Extracted entries:
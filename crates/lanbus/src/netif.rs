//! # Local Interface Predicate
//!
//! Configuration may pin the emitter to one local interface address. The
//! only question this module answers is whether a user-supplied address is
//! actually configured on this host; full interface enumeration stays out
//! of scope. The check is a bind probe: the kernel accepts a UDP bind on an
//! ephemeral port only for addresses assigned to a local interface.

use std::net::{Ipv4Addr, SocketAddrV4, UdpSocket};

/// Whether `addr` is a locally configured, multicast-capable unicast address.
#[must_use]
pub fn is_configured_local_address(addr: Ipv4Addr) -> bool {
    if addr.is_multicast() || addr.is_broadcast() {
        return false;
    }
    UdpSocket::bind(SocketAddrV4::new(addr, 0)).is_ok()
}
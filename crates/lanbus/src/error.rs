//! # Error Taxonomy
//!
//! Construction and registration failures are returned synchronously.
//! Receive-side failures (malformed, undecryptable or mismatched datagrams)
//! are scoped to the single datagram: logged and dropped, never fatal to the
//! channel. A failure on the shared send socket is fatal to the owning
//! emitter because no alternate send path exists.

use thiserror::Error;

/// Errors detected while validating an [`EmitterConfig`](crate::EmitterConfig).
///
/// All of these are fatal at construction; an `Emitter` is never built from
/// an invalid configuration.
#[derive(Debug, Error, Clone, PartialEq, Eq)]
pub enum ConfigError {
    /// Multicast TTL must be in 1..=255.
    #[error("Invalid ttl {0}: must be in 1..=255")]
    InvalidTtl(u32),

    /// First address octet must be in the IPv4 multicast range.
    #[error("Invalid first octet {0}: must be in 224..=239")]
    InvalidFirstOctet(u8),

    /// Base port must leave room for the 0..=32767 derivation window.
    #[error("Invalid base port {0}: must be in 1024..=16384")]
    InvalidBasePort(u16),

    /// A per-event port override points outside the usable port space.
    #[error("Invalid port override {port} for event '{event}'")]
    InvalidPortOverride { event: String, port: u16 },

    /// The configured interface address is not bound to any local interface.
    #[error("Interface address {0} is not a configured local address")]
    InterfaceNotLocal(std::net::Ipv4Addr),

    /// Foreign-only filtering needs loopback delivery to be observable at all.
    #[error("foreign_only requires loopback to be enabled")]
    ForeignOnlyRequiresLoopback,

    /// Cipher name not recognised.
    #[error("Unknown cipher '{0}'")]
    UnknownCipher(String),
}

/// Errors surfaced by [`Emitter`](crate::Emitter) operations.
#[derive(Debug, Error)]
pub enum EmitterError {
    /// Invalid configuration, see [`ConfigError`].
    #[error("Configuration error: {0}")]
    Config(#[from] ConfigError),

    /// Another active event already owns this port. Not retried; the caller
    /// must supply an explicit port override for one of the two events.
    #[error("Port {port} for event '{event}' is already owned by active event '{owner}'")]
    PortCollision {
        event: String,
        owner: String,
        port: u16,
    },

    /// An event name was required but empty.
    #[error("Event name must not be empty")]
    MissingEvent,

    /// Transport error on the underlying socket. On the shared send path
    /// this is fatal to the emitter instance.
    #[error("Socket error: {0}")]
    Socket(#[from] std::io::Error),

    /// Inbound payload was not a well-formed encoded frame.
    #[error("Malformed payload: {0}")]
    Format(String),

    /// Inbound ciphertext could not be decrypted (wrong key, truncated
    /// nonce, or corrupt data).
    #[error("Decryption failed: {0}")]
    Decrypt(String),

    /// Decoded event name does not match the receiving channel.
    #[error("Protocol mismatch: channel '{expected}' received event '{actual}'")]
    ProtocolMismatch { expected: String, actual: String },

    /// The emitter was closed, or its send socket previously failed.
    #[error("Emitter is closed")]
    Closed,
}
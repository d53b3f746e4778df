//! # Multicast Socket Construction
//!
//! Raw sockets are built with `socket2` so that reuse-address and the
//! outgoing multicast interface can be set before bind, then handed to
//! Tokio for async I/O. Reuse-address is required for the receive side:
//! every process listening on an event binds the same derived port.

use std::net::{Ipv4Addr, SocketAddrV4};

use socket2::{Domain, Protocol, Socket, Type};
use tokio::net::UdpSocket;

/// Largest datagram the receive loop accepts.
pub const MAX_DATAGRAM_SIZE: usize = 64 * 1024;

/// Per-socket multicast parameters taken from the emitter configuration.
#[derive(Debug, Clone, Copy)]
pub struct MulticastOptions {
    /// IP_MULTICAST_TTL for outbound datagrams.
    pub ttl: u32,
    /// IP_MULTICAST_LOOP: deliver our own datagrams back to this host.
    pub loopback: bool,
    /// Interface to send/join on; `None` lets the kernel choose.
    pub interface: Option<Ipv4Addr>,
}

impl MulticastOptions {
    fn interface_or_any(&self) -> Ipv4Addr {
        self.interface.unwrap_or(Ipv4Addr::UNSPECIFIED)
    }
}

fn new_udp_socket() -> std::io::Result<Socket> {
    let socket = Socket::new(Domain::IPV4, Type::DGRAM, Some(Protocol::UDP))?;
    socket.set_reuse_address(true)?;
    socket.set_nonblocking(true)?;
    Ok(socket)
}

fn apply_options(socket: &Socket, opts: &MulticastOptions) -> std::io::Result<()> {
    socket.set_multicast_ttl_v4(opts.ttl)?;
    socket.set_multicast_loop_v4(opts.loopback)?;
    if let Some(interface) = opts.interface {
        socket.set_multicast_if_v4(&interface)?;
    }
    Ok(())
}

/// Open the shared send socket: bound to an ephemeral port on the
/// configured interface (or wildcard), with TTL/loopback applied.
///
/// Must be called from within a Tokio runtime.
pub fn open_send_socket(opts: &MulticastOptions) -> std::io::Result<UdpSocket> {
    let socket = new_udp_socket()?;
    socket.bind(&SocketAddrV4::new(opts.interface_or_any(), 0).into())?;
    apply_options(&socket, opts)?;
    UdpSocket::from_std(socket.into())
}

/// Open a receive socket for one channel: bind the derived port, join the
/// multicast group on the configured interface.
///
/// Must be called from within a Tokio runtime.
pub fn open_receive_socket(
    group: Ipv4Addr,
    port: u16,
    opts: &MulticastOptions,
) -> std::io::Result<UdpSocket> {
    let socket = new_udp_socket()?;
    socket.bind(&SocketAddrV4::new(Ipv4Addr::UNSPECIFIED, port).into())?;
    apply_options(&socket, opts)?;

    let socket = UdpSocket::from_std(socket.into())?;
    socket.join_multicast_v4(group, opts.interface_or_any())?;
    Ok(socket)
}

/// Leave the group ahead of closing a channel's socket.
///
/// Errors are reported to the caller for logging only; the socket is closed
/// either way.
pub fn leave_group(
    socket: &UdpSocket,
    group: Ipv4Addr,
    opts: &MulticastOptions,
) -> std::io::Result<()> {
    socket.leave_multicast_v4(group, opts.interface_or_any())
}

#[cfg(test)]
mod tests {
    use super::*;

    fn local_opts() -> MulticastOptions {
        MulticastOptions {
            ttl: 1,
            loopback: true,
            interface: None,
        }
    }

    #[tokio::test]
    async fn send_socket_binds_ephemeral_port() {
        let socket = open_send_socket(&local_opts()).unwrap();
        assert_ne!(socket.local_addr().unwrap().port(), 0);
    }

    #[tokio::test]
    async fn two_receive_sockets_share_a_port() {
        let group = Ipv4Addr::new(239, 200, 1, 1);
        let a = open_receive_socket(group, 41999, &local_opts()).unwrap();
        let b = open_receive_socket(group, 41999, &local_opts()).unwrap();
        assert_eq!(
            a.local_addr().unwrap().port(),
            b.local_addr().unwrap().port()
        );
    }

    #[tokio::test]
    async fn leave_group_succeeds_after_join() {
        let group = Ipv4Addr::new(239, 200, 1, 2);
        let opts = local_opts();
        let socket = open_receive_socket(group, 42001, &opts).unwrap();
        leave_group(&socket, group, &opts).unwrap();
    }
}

Task details: Give only the number of lines in the data that include the string "never".

Expected answer: 2